My daughter who is in Grade 1 was in her Hindi online class and while doing the akshar श्र they were asked to draw a श्रमिक (hard worker), without hesitation she drew me. Feeling very pleased with myself I went to my start-up office which is a co-working space. It struck me that there were precisely three women in the 25 seats in the bay. Not at all unusual for Delhi where the urban women employment rate is less than 10 per cent.
As a working professional and mum to a daughter, I am obsessed with getting more women to participate in the workforce. It is our moral and economic imperative to get women at work.
Jobs give women economic power. That is good news on multiple levels. It’s good for consumption, it improves health and education indicators for the family and ultimately results in higher human capital formation. Simply put, more skilled workers available for the economy set in motion a flywheel of sustainable growth.
If you look at data from the 1990s till date, across most countries, women’s participation in the labour force has increased. It stands at 55-65 per cent for developed nations and 47 per cent on average.

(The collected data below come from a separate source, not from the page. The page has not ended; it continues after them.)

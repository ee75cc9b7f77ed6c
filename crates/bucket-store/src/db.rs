//! SQLite database handle with WAL mode and a pooled single writer.
//!
//! The [`Database`] struct wraps a `rusqlite::Connection` behind an
//! `Arc<Mutex<>>` and exposes async methods that use
//! `tokio::task::spawn_blocking` so storage work never blocks the runtime.
//!
//! Concurrency policy: one writer handle per database, shared by every
//! namespace. Callers in the same process serialize on the mutex; a second
//! process opening the same file blocks on SQLite's busy timeout (5 s)
//! instead of failing immediately.

use std::path::Path;
use std::sync::{Arc, Mutex};

use rusqlite::Connection;
use tracing::{debug, info};

use crate::error::{StoreError, StoreResult};
use crate::migration;

/// Thread-safe handle to a SQLite database.
///
/// Cheap to clone; all clones share the same underlying connection.
#[derive(Clone)]
pub struct Database {
    conn: Arc<Mutex<Connection>>,
}

impl Database {
    /// Open (or create) a database at `path` and apply pragmas.
    ///
    /// Blocks briefly on file I/O; call during startup or wrap in
    /// `spawn_blocking` yourself.
    pub fn open(path: impl AsRef<Path>) -> StoreResult<Self> {
        let path = path.as_ref();
        info!(path = %path.display(), "opening database");

        let conn = Connection::open(path)?;
        Self::apply_pragmas(&conn)?;

        Ok(Self {
            conn: Arc::new(Mutex::new(conn)),
        })
    }

    /// Create an in-memory database — the injected test double for stores.
    pub fn open_in_memory() -> StoreResult<Self> {
        debug!("opening in-memory database");

        let conn = Connection::open_in_memory()?;
        Self::apply_pragmas(&conn)?;

        Ok(Self {
            conn: Arc::new(Mutex::new(conn)),
        })
    }

    /// Open the database and run all pending migrations.
    pub async fn open_and_migrate(path: impl AsRef<Path> + Send + 'static) -> StoreResult<Self> {
        let path = path.as_ref().to_path_buf();
        let db = tokio::task::spawn_blocking(move || Self::open(&path)).await??;
        db.run_migrations().await?;
        Ok(db)
    }

    /// Run all pending schema migrations.
    pub async fn run_migrations(&self) -> StoreResult<()> {
        self.execute(migration::run_all).await
    }

    /// Execute a closure against the connection on the blocking pool.
    ///
    /// This is the only way store code touches the engine: one closure, one
    /// self-contained engine interaction, no cross-call transaction.
    pub async fn execute<F, T>(&self, f: F) -> StoreResult<T>
    where
        F: FnOnce(&Connection) -> StoreResult<T> + Send + 'static,
        T: Send + 'static,
    {
        let conn = Arc::clone(&self.conn);
        tokio::task::spawn_blocking(move || {
            let conn = conn
                .lock()
                .map_err(|e| StoreError::TaskJoin(format!("mutex poisoned: {e}")))?;
            f(&conn)
        })
        .await?
    }

    // ── pragmas ──────────────────────────────────────────────────────

    fn apply_pragmas(conn: &Connection) -> StoreResult<()> {
        // WAL mode: concurrent readers, non-blocking writes.
        conn.pragma_update(None, "journal_mode", "WAL")?;

        // NORMAL sync is safe with WAL; a power failure can only drop the
        // last transaction, never corrupt the file.
        conn.pragma_update(None, "synchronous", "NORMAL")?;

        conn.pragma_update(None, "foreign_keys", "ON")?;

        // Concurrent writers wait instead of failing immediately.
        conn.pragma_update(None, "busy_timeout", 5_000_i32)?;

        debug!("database pragmas applied (WAL, busy_timeout 5s)");
        Ok(())
    }
}

// ── tests ────────────────────────────────────────────────────────────
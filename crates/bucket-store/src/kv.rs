//! Generic serialized key-value namespace.
//!
//! A [`Namespace`] is one table of the database: an independent logical key
//! space mapping text keys to opaque JSON records. Values are serialized
//! with `serde_json` on the way in and deserialized on the way out; the
//! namespace itself never inspects them.
//!
//! Each operation is a single self-contained engine interaction — there is
//! no cross-call transaction, and no long-lived statement handle escapes.

use serde::Serialize;
use serde::de::DeserializeOwned;
use tracing::{debug, instrument};

use crate::db::Database;
use crate::error::StoreResult;

/// A single named key space backed by one table.
#[derive(Clone)]
pub struct Namespace {
    db: Database,
    table: &'static str,
}

impl Namespace {
    /// Bind a namespace to a table created by the migrations.
    pub fn new(db: Database, table: &'static str) -> Self {
        Self { db, table }
    }

    /// Insert or overwrite the record under `key`.
    #[instrument(skip(self, value), fields(table = self.table))]
    pub async fn put<T: Serialize>(&self, key: &str, value: &T) -> StoreResult<()> {
        let record = serde_json::to_string(value)?;
        let key = key.to_string();
        let sql = format!(
            "INSERT INTO {} (key, record, updated_at) VALUES (?1, ?2, ?3) \
             ON CONFLICT(key) DO UPDATE SET record = excluded.record, updated_at = excluded.updated_at",
            self.table
        );
        let table = self.table;

        self.db
            .execute(move |conn| {
                let now = chrono::Utc::now().timestamp();
                conn.execute(&sql, rusqlite::params![key, record, now])?;
                debug!(table, key = %key, "record stored");
                Ok(())
            })
            .await
    }

    /// Fetch and decode the record under `key`, `None` if absent.
    #[instrument(skip(self), fields(table = self.table))]
    pub async fn get<T: DeserializeOwned>(&self, key: &str) -> StoreResult<Option<T>> {
        let key = key.to_string();
        let sql = format!("SELECT record FROM {} WHERE key = ?1", self.table);

        let record: Option<String> = self
            .db
            .execute(move |conn| {
                let result = conn.query_row(&sql, rusqlite::params![key], |row| row.get(0));
                match result {
                    Ok(record) => Ok(Some(record)),
                    Err(rusqlite::Error::QueryReturnedNoRows) => Ok(None),
                    Err(e) => Err(e.into()),
                }
            })
            .await?;

        match record {
            Some(record) => Ok(Some(serde_json::from_str(&record)?)),
            None => Ok(None),
        }
    }

    /// True if a record exists under `key`, without decoding it.
    #[instrument(skip(self), fields(table = self.table))]
    pub async fn contains(&self, key: &str) -> StoreResult<bool> {
        let key = key.to_string();
        let sql = format!("SELECT 1 FROM {} WHERE key = ?1", self.table);

        self.db
            .execute(move |conn| {
                let result = conn.query_row(&sql, rusqlite::params![key], |_| Ok(()));
                match result {
                    Ok(()) => Ok(true),
                    Err(rusqlite::Error::QueryReturnedNoRows) => Ok(false),
                    Err(e) => Err(e.into()),
                }
            })
            .await
    }

    /// Every key in the namespace, as a snapshot.
    ///
    /// The snapshot is finite and taken at call time; it does not observe
    /// mutations made after it returns.
    #[instrument(skip(self), fields(table = self.table))]
    pub async fn keys(&self) -> StoreResult<Vec<String>> {
        let sql = format!("SELECT key FROM {} ORDER BY key", self.table);

        self.db
            .execute(move |conn| {
                let mut stmt = conn.prepare(&sql)?;
                let keys = stmt
                    .query_map([], |row| row.get(0))?
                    .collect::<Result<Vec<String>, _>>()?;
                Ok(keys)
            })
            .await
    }
}

// ── tests ────────────────────────────────────────────────────────────
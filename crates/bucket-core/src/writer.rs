//! Per-session persistence queue.
//!
//! Each chat gets one [`SessionWriter`]: a single in-order worker draining
//! durable writes for that session key. Two writes from the same session
//! can therefore never race each other — an older write cannot land after
//! a newer one.
//!
//! A job may carry an ack so the caller can await durability before
//! replying; without one the write is fire-and-forget and a failure is only
//! logged, since the user already got their reply.

use tokio::sync::{mpsc, oneshot};
use tracing::{debug, error};

use bucket_store::{Bucket, ConceptArchive, SessionCache, SessionRecord, StoreResult};

use crate::error::SessionError;

enum WriteJob {
    Bucket {
        id: String,
        bucket: Bucket,
        ack: Option<oneshot::Sender<StoreResult<()>>>,
    },
    Session {
        record: SessionRecord,
        ack: Option<oneshot::Sender<StoreResult<()>>>,
    },
    /// Barrier: resolves once every previously queued job has been applied.
    Flush { ack: oneshot::Sender<()> },
}

/// Handle to one chat's in-order persistence worker.
pub struct SessionWriter {
    chat_id: i64,
    tx: mpsc::UnboundedSender<WriteJob>,
}

impl SessionWriter {
    /// Spawn the worker task for `chat_id`.
    pub fn spawn(chat_id: i64, archive: ConceptArchive, cache: SessionCache) -> Self {
        let (tx, rx) = mpsc::unbounded_channel();
        tokio::spawn(worker(chat_id, archive, cache, rx));
        Self { chat_id, tx }
    }

    /// Queue a bucket write and wait for it to become durable.
    pub async fn store_bucket(&self, id: &str, bucket: Bucket) -> Result<(), SessionError> {
        let (ack, done) = oneshot::channel();
        self.tx
            .send(WriteJob::Bucket {
                id: id.to_string(),
                bucket,
                ack: Some(ack),
            })
            .map_err(|_| SessionError::WriterClosed)?;
        done.await.map_err(|_| SessionError::WriterClosed)??;
        Ok(())
    }

    /// Queue a bucket write without waiting for durability.
    pub fn queue_bucket(&self, id: &str, bucket: Bucket) {
        let job = WriteJob::Bucket {
            id: id.to_string(),
            bucket,
            ack: None,
        };
        if self.tx.send(job).is_err() {
            error!(chat_id = self.chat_id, "bucket write dropped: worker gone");
        }
    }

    /// Queue a session write without waiting for durability.
    pub fn queue_session(&self, record: SessionRecord) {
        if self.tx.send(WriteJob::Session { record, ack: None }).is_err() {
            error!(chat_id = self.chat_id, "session write dropped: worker gone");
        }
    }

    /// Wait until every previously queued write has been applied.
    pub async fn flush(&self) -> Result<(), SessionError> {
        let (ack, done) = oneshot::channel();
        self.tx
            .send(WriteJob::Flush { ack })
            .map_err(|_| SessionError::WriterClosed)?;
        done.await.map_err(|_| SessionError::WriterClosed)
    }
}

async fn worker(
    chat_id: i64,
    archive: ConceptArchive,
    cache: SessionCache,
    mut rx: mpsc::UnboundedReceiver<WriteJob>,
) {
    debug!(chat_id, "session writer started");

    while let Some(job) = rx.recv().await {
        match job {
            WriteJob::Bucket { id, bucket, ack } => {
                let result = archive.put(&id, &bucket).await;
                settle(chat_id, "bucket", result, ack);
            }
            WriteJob::Session { record, ack } => {
                let result = cache.put(chat_id, &record).await;
                settle(chat_id, "session", result, ack);
            }
            WriteJob::Flush { ack } => {
                let _ = ack.send(());
            }
        }
    }

    debug!(chat_id, "session writer stopped");
}

fn settle(
    chat_id: i64,
    op: &'static str,
    result: StoreResult<()>,
    ack: Option<oneshot::Sender<StoreResult<()>>>,
) {
    match ack {
        Some(tx) => {
            // Caller is waiting; the error travels to them instead of the log.
            let _ = tx.send(result);
        }
        None => {
            if let Err(err) = result {
                error!(chat_id, op, error = %err, "background persist failed");
            }
        }
    }
}

// ── tests ────────────────────────────────────────────────────────────

#[cfg(test)]
mod tests {
    use super::*;
    use bucket_store::Database;

    async fn setup() -> (ConceptArchive, SessionCache) {
        let db = Database::open_in_memory().unwrap();
        db.run_migrations().await.unwrap();
        (ConceptArchive::new(db.clone()), SessionCache::new(db))
    }

    #[tokio::test]
    async fn store_bucket_waits_for_durability() {
        let (archive, cache) = setup().await;
        let writer = SessionWriter::spawn(1, archive.clone(), cache);

        writer
            .store_bucket("id1", Bucket::new("waited"))
            .await
            .unwrap();

        // No flush needed: the ack already proved the write landed.
        assert_eq!(archive.get("id1").await.unwrap().name, "waited");
    }

    #[tokio::test]
    async fn queued_writes_apply_in_order() {
        let (archive, cache) = setup().await;
        let writer = SessionWriter::spawn(1, archive.clone(), cache.clone());

        // An older write must never overwrite a newer one.
        for i in 0..50 {
            writer.queue_bucket("same", Bucket::new(format!("v{i}")));
            writer.queue_session(SessionRecord {
                bucket_ids: vec![format!("v{i}")],
                current_id: None,
            });
        }
        writer.flush().await.unwrap();

        assert_eq!(archive.get("same").await.unwrap().name, "v49");
        assert_eq!(
            cache.get(1).await.unwrap().unwrap().bucket_ids,
            vec!["v49".to_string()]
        );
    }

    #[tokio::test]
    async fn flush_is_a_barrier_for_prior_jobs() {
        let (archive, cache) = setup().await;
        let writer = SessionWriter::spawn(9, archive, cache.clone());

        writer.queue_session(SessionRecord {
            bucket_ids: vec!["a".into()],
            current_id: Some("a".into()),
        });
        writer.flush().await.unwrap();

        let record = cache.get(9).await.unwrap().unwrap();
        assert_eq!(record.current_id.as_deref(), Some("a"));
    }
}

India’s labour force participation rates have nearly halved in the same period! Our rate is significantly lower than Sri Lanka or Bangladesh which have witnessed high economic growth rates and improvement in human development indicators as more women have joined the workforce.
Source: World Bank, female labour force participation rates (%)
Often, you will hear three reasons to explain our falling participation. Let’s go over them in the context of India and you will see none of them can explain the decline.
1. Income effect: As countries grow richer, women who were at work to simply make ends meet, will sit it out. However as incomes continue to rise, a couple of structural shifts occur. More women get educated and fertility rates decline and women return to the workforce, in what economists call a U-shaped curve. In India, education levels have risen, fertility rates have fallen but women continue to sit it out.
2. Social norms: Women shoulder a very high percentage of domestic duties and unpaid care work. This is true but very comparable across several developing countries including our neighbours Sri Lanka, Bangladesh, Nepal. However, our participation for women is almost 14 percentage points lower.
3. Supply of jobs: Outside the unpaid or poorly paid farm sector roles, women are likely to over-index in certain set-ups. While India has not had garment growth story of Bangladesh, we have had solid growth in retail, hospitality, health, media and education sectors. Yet, even urban labour force participation rates have been declining.
So why is it that fewer women seek work despite rising education levels, more opportunities to work and an improving environment for work.
Enough said about our predicament but how do we climb out of this hole? I’m no organisation or policy expert but when we buck every trend, it needs a first principles approach to see if some distortions can result in a positive outcome.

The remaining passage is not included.